Here’s a punch list of things to do:
- Learn better selling techniques to increase the chance of making a sale each time in front of a prospect.
- Increase product knowledge to add on new products with current customers.
- Study sales routing to cut back on gasoline usage and vehicle maintenance costs.
- Plan ahead for more successful meetings (presentations).
- Schedule carefully to avoid extra mileage and wasted time in the car. [Use the daily call report wisely.]
- Make appointments as necessary and adhere to them religiously.
- Use the smartphone, text message, Facetime, fax or email to follow up on quotations and samples, rather than zooming over in person - unless the occasion warrants the personal touch.

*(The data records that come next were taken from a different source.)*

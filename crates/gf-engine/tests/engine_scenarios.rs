//! End-to-end engine scenarios against known grids and seeds.

use gf_engine::{
    CascadeEngine, GameConfig, Grid, PayTable, SpinRng, Symbol, SymbolKind,
    paytable::round2,
};

/// Checkerboard of two low symbols: no two same-kind cells are 4-adjacent,
/// so the pattern can never cluster.
fn checkerboard_fill(grid: &mut Grid) {
    for col in 0..grid.cols() {
        for row in 0..grid.rows() {
            if grid.get(col, row).is_none() {
                let kind = if (col + row) % 2 == 0 {
                    SymbolKind::Amber
                } else {
                    SymbolKind::Topaz
                };
                grid.set(col, row, Symbol::new(kind));
            }
        }
    }
}

#[test]
fn sixteen_cell_time_gem_cluster_pays_two_dollars() {
    let config = GameConfig::default();
    let table = PayTable::standard();

    // 6×5 grid holding a 4×4 time_gem block, checkerboard elsewhere
    let mut grid = Grid::new(6, 5);
    for col in 1..=4 {
        for row in 1..=4 {
            grid.set(col, row, Symbol::new(SymbolKind::TimeGem));
        }
    }
    checkerboard_fill(&mut grid);

    let clusters = grid.find_clusters(config.min_cluster_size);
    assert_eq!(clusters.len(), 1);
    assert_eq!(clusters[0].size(), 16);
    assert_eq!(clusters[0].kind, SymbolKind::TimeGem);

    // (1.00 / 20) × tier-12+ multiplier (40) = $2.00
    let win = table.cluster_win(&clusters[0], 1.0, config.max_win_multiplier);
    assert_eq!(win, 2.0);

    // Run the removal/collapse loop to exhaustion: it must terminate with
    // an empty cluster scan, and the first step's win is exactly $2.00.
    let mut rng = SpinRng::seeded("scenario-16").unwrap();
    let mut first_step_win = None;
    for _ in 0..64 {
        let clusters = grid.find_clusters(config.min_cluster_size);
        if clusters.is_empty() {
            break;
        }
        let step_win = table.total_win(&clusters, 1.0, None, config.max_win_multiplier);
        if first_step_win.is_none() {
            first_step_win = Some(step_win);
        }
        grid.remove(&clusters);
        grid.collapse_and_refill(&mut rng, &config).unwrap();
    }
    assert_eq!(first_step_win, Some(2.0));
    assert!(grid.find_clusters(config.min_cluster_size).is_empty());
    assert!(grid.is_full());
}

#[test]
fn accumulator_x3_turns_five_dollar_step_into_fifteen() {
    let config = GameConfig::default();
    let table = PayTable::standard();

    // Emerald 10-cluster at $50 bet: (50 / 20) × 2.0 = $5.00 base
    let mut grid = Grid::new(6, 5);
    for col in 0..2 {
        for row in 0..5 {
            grid.set(col, row, Symbol::new(SymbolKind::Emerald));
        }
    }
    checkerboard_fill(&mut grid);

    let clusters = grid.find_clusters(config.min_cluster_size);
    assert_eq!(clusters.len(), 1);
    assert_eq!(clusters[0].size(), 10);

    let base = table.total_win(&clusters, 50.0, None, config.max_win_multiplier);
    assert_eq!(base, 5.0);

    let with_accumulator = table.total_win(&clusters, 50.0, Some(3), config.max_win_multiplier);
    assert_eq!(with_accumulator, 15.0);
}

#[test]
fn seeded_spins_are_byte_identical() {
    let config = GameConfig::default();
    let mut a = CascadeEngine::with_rng(config.clone(), SpinRng::seeded("parity").unwrap());
    let mut b = CascadeEngine::with_rng(config, SpinRng::seeded("parity").unwrap());

    for _ in 0..25 {
        let ra = a.spin(2.0).unwrap();
        let rb = b.spin(2.0).unwrap();
        assert_eq!(
            serde_json::to_vec(&ra).unwrap(),
            serde_json::to_vec(&rb).unwrap()
        );
        for (sa, sb) in ra.steps.iter().zip(&rb.steps) {
            assert_eq!(sa.validation_hash, sb.validation_hash);
        }
    }
}

#[test]
fn long_run_rtp_is_plausible() {
    // Sanity check on the weight/paytable tuning: a seeded long run should
    // return a recognizable fraction of turnover, not 0% and not >100%.
    let config = GameConfig::default();
    let mut engine = CascadeEngine::with_rng(config, SpinRng::seeded("rtp-run").unwrap());
    let bet = 1.0;
    let spins = 2000;
    let mut returned = 0.0;
    for _ in 0..spins {
        returned += engine.spin(bet).unwrap().total_win;
    }
    let rtp = returned / (bet * spins as f64);
    assert!(rtp > 0.05, "rtp {rtp} suspiciously low");
    assert!(rtp < 3.0, "rtp {rtp} suspiciously high");
}

#[test]
fn round2_rounds_to_currency_precision() {
    assert_eq!(round2(15.0000001), 15.0);
    assert_eq!(round2(2.444), 2.44);
    assert_eq!(round2(2.446), 2.45);
}
//! Tiered payout calculation
//!
//! Cluster pays use size tiers (8–9, 10–11, 12+); scatters use exact-count
//! tiers (4, 5, 6+). Both feed the same base formula:
//! `win = (bet / 20) * tier_multiplier`, scaled by the highest per-symbol
//! multiplier in the cluster, rounded to currency precision, and clamped to
//! the configured maximum win multiple of bet.

use log::warn;
use serde::{Deserialize, Serialize};

use crate::grid::Cluster;
use crate::symbols::SymbolKind;

/// One symbol's tier multipliers: 8–9 / 10–11 / 12+ cells.
#[derive(Debug, Clone, Copy, Serialize, Deserialize)]
pub struct PayTiers {
    pub tier_8: f64,
    pub tier_10: f64,
    pub tier_12: f64,
}

impl PayTiers {
    const fn new(tier_8: f64, tier_10: f64, tier_12: f64) -> Self {
        Self {
            tier_8,
            tier_10,
            tier_12,
        }
    }

    /// Multiplier for a cluster size, 0 below the paying minimum.
    pub fn for_size(&self, size: usize) -> f64 {
        match size {
            0..=7 => 0.0,
            8..=9 => self.tier_8,
            10..=11 => self.tier_10,
            _ => self.tier_12,
        }
    }
}

/// Scatter exact-count tiers. Values chosen so 4/5/6+ scatters pay
/// 3×/5×/100× bet through the shared `(bet / 20)` base.
#[derive(Debug, Clone, Copy, Serialize, Deserialize)]
pub struct ScatterTiers {
    pub count_4: f64,
    pub count_5: f64,
    pub count_6_plus: f64,
}

impl ScatterTiers {
    pub fn for_count(&self, count: usize) -> f64 {
        match count {
            0..=3 => 0.0,
            4 => self.count_4,
            5 => self.count_5,
            _ => self.count_6_plus,
        }
    }
}

/// Complete paytable.
#[derive(Debug, Clone, Serialize, Deserialize)]
pub struct PayTable {
    entries: Vec<(SymbolKind, PayTiers)>,
    pub scatter: ScatterTiers,
}

impl PayTable {
    /// Standard GemFall paytable.
    pub fn standard() -> Self {
        Self {
            entries: vec![
                (SymbolKind::Amber, PayTiers::new(0.5, 1.2, 5.0)),
                (SymbolKind::Topaz, PayTiers::new(0.8, 1.8, 8.0)),
                (SymbolKind::Emerald, PayTiers::new(1.0, 2.0, 10.0)),
                (SymbolKind::Sapphire, PayTiers::new(1.5, 3.0, 12.0)),
                (SymbolKind::Amethyst, PayTiers::new(2.0, 5.0, 15.0)),
                (SymbolKind::Ruby, PayTiers::new(3.0, 8.0, 20.0)),
                (SymbolKind::Chronometer, PayTiers::new(4.0, 12.0, 24.0)),
                (SymbolKind::Hourglass, PayTiers::new(6.0, 20.0, 30.0)),
                (SymbolKind::TimeGem, PayTiers::new(10.0, 25.0, 40.0)),
            ],
            scatter: ScatterTiers {
                count_4: 60.0,
                count_5: 100.0,
                count_6_plus: 2000.0,
            },
        }
    }

    /// Tier lookup for a kind. A kind absent from the table pays zero, not
    /// an error.
    pub fn tiers(&self, kind: SymbolKind) -> Option<PayTiers> {
        self.entries
            .iter()
            .find(|(k, _)| *k == kind)
            .map(|(_, tiers)| *tiers)
    }

    /// Win for one cluster at a given bet.
    pub fn cluster_win(&self, cluster: &Cluster, bet: f64, max_win_multiplier: f64) -> f64 {
        let Some(tiers) = self.tiers(cluster.kind) else {
            return 0.0;
        };
        let tier_mult = tiers.for_size(cluster.size());
        if tier_mult <= 0.0 {
            return 0.0;
        }
        let base = (bet / 20.0) * tier_mult * cluster.highest_multiplier as f64;
        clamp_win(round2(base), bet, max_win_multiplier)
    }

    /// Win for one cascade step: sum of cluster wins, then multiplied by
    /// the free-spins accumulator when the feature is active.
    pub fn total_win(
        &self,
        clusters: &[Cluster],
        bet: f64,
        accumulator: Option<u32>,
        max_win_multiplier: f64,
    ) -> f64 {
        let sum: f64 = clusters
            .iter()
            .map(|c| self.cluster_win(c, bet, max_win_multiplier))
            .sum();
        let total = match accumulator {
            Some(acc) => sum * acc as f64,
            None => sum,
        };
        clamp_win(round2(total), bet, max_win_multiplier)
    }

    /// Scatter pay for a count anywhere on the grid.
    pub fn scatter_win(&self, count: usize, bet: f64, max_win_multiplier: f64) -> f64 {
        let tier_mult = self.scatter.for_count(count);
        if tier_mult <= 0.0 {
            return 0.0;
        }
        clamp_win(round2((bet / 20.0) * tier_mult), bet, max_win_multiplier)
    }
}

impl Default for PayTable {
    fn default() -> Self {
        Self::standard()
    }
}

/// Round to currency precision (2 decimals).
pub fn round2(amount: f64) -> f64 {
    (amount * 100.0).round() / 100.0
}

/// Cap a win at `bet * max_win_multiplier`. Overflow is capped and logged,
/// never rejected — the player's outcome is preserved.
pub fn clamp_win(amount: f64, bet: f64, max_win_multiplier: f64) -> f64 {
    let cap = round2(bet * max_win_multiplier);
    if amount > cap {
        warn!("win {amount:.2} exceeds cap {cap:.2}, clamping");
        cap
    } else {
        amount
    }
}
//! Spin random generator
//!
//! Two modes with an identical draw interface:
//! - **Live**: ChaCha20 keyed from OS entropy, for production play.
//! - **Seeded**: ChaCha20 keyed from the SHA-256 of a seed string, for
//!   reproducible testing and audit replay. Identical seeds yield identical
//!   draw sequences on every platform — ChaCha20 is fully specified, unlike
//!   a language-default PRNG.
//!
//! Mode selection happens once, at construction; an invalid seed is an
//! `EngineError::Generator` before the first draw ever happens.

use rand::{Rng, SeedableRng};
use rand_chacha::ChaCha20Rng;
use sha2::{Digest, Sha256};

use crate::error::EngineError;

/// Per-spin random source. Never shared across spins or players.
pub struct SpinRng {
    rng: ChaCha20Rng,
    seeded: bool,
}

impl SpinRng {
    /// Cryptographically strong generator for live play.
    pub fn live() -> Self {
        Self {
            rng: ChaCha20Rng::from_os_rng(),
            seeded: false,
        }
    }

    /// Deterministic generator keyed from a seed string.
    pub fn seeded(seed: &str) -> Result<Self, EngineError> {
        if seed.is_empty() {
            return Err(EngineError::Generator(
                "seeded mode requires a non-empty seed".into(),
            ));
        }
        let digest = Sha256::digest(seed.as_bytes());
        let mut key = [0u8; 32];
        key.copy_from_slice(&digest);
        Ok(Self {
            rng: ChaCha20Rng::from_seed(key),
            seeded: true,
        })
    }

    /// Was this generator seeded deterministically?
    pub fn is_seeded(&self) -> bool {
        self.seeded
    }

    /// Uniform float in `[0, 1)`.
    pub fn next_float(&mut self) -> f64 {
        self.rng.random::<f64>()
    }

    /// Uniform integer in `[min, max]` inclusive.
    pub fn next_int(&mut self, min: i64, max: i64) -> i64 {
        if min >= max {
            return min;
        }
        self.rng.random_range(min..=max)
    }

    /// Bernoulli trial with probability `p` (clamped to `[0, 1]`).
    pub fn chance(&mut self, p: f64) -> bool {
        if p <= 0.0 {
            return false;
        }
        if p >= 1.0 {
            return true;
        }
        self.rng.random_bool(p)
    }

    /// Pick an entry from a weighted table.
    ///
    /// An empty table or all-zero weights is a generator error — silently
    /// substituting a fallback value would break fairness auditing.
    pub fn weighted_pick<T: Copy>(&mut self, table: &[(T, u32)]) -> Result<T, EngineError> {
        let total: u64 = table.iter().map(|(_, w)| *w as u64).sum();
        if total == 0 {
            return Err(EngineError::Generator(
                "weighted table is empty or has zero total weight".into(),
            ));
        }
        let mut roll = self.rng.random_range(0..total);
        for (value, weight) in table {
            let w = *weight as u64;
            if roll < w {
                return Ok(*value);
            }
            roll -= w;
        }
        // Unreachable: roll < total and weights sum to total.
        Err(EngineError::Generator("weighted pick fell through".into()))
    }
}

impl std::fmt::Debug for SpinRng {
    fn fmt(&self, f: &mut std::fmt::Formatter<'_>) -> std::fmt::Result {
        f.debug_struct("SpinRng")
            .field("seeded", &self.seeded)
            .finish()
    }
}

#[cfg(test)]
mod tests {
    use super::*;

    #[test]
    fn test_seeded_reproducible() {
        let mut a = SpinRng::seeded("audit-seed").unwrap();
        let mut b = SpinRng::seeded("audit-seed").unwrap();
        for _ in 0..100 {
            assert_eq!(a.next_float().to_bits(), b.next_float().to_bits());
        }
    }

    #[test]
    fn test_different_seeds_diverge() {
        let mut a = SpinRng::seeded("seed-a").unwrap();
        let mut b = SpinRng::seeded("seed-b").unwrap();
        let draws_a: Vec<u64> = (0..8).map(|_| a.next_float().to_bits()).collect();
        let draws_b: Vec<u64> = (0..8).map(|_| b.next_float().to_bits()).collect();
        assert_ne!(draws_a, draws_b);
    }

    #[test]
    fn test_empty_seed_rejected() {
        assert!(matches!(
            SpinRng::seeded(""),
            Err(EngineError::Generator(_))
        ));
    }

    #[test]
    fn test_next_int_inclusive_bounds() {
        let mut rng = SpinRng::seeded("bounds").unwrap();
        let mut seen_min = false;
        let mut seen_max = false;
        for _ in 0..1000 {
            let v = rng.next_int(1, 4);
            assert!((1..=4).contains(&v));
            seen_min |= v == 1;
            seen_max |= v == 4;
        }
        assert!(seen_min && seen_max);
    }

    #[test]
    fn test_chance_extremes() {
        let mut rng = SpinRng::seeded("chance").unwrap();
        assert!(!rng.chance(0.0));
        assert!(rng.chance(1.0));
    }

    #[test]
    fn test_weighted_pick_respects_zero_weight() {
        let mut rng = SpinRng::seeded("weights").unwrap();
        let table = [(1u8, 0u32), (2u8, 5u32)];
        for _ in 0..50 {
            assert_eq!(rng.weighted_pick(&table).unwrap(), 2);
        }
    }

    #[test]
    fn test_weighted_pick_empty_table_errors() {
        let mut rng = SpinRng::seeded("weights").unwrap();
        let table: [(u8, u32); 0] = [];
        assert!(rng.weighted_pick(&table).is_err());
    }
}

- Assess any current advertisement scheme (radio, TV, fax, email, newspaper ad, Yellow Pages) to determine effectiveness with an eye toward maximizing impact.
- Promptly handle customer concerns to avoid losing business.
- Live by the Golden Rule: Do unto others as you would have them do unto you.
Salespeople, after gaining some experience and clientele, tend to view themselves as islands in a morass of ever-increasing demands on their time. Resist this urge of the ego. It is a fact of the job that the greater the sales totals, the greater the responsibility for maintaining those totals. Part of that job is to handle the paperwork. Perhaps the largest downfall of salespeople is allowing the paperwork to go unattended. Without proper handling of records, all of the above tips become moot.
Get off the beaten path!
End of the nose
Notice that pricing is not an issue I have listed when it comes to working smarter. Think of your company’s pricing schedule like this: if your company wants to stay in business, then it must compete. That’s the nature of an open market society. Supply and demand, for the most part, control pricing. In an inflationary market like we have now, with costs rapidly rising all around us, it is important for companies to analyze pricing closely and often. Salespeople should understand and convey to customers that prices must increase to cover rising material and production costs. This doesn’t mean that because a company raises prices, that it is trying to make a salesperson’s job harder. On the contrary, it is trying to balance competition with overhead to stay in business. Therefore, salespeople should look past the end of their nose when conveying “bad news.”
Searching for new business in an inflationary market is no picnic, though. Most companies are struggling to get a handle on costs versus pricing. Only a few companies flourish in rising markets, usually those producing new technology which cuts costs in some fashion, i.e., the latest riding automatic floor scrubber that replaces an employee, or the high-speed computer that makes fifteen older servers obsolete. Selling smarter today means coming up with innovative ideas to help customers at least maintain their competitive edge. [Let’s apply this theory to the pianist shopping for that new instrument which will meet his or her talent requirements. While a Steinway baby grand at $28,900 would be just perfect, but unobtainable at the moment because of the price, perhaps a Yamaha Clavinova digital piano, with near-perfect grand piano sound reproduction, costing only $8200, would suffice. It would be up to the salesperson to point this out.]
Don't let the nose rule!
There are always alternatives if a salesperson is farsighted enough to discover them and tell their prospective buyers. This takes planning; this takes innovation. Most importantly, this takes looking past the end of the nose at the bigger picture. Don’t get sunk in the rising price tide, and certainly don’t allow discouragement over tight pocketbooks to get in the way of making new sales. Don’t be clueless of the world of possibilities outside the tunnel; work smarter by broadening your view!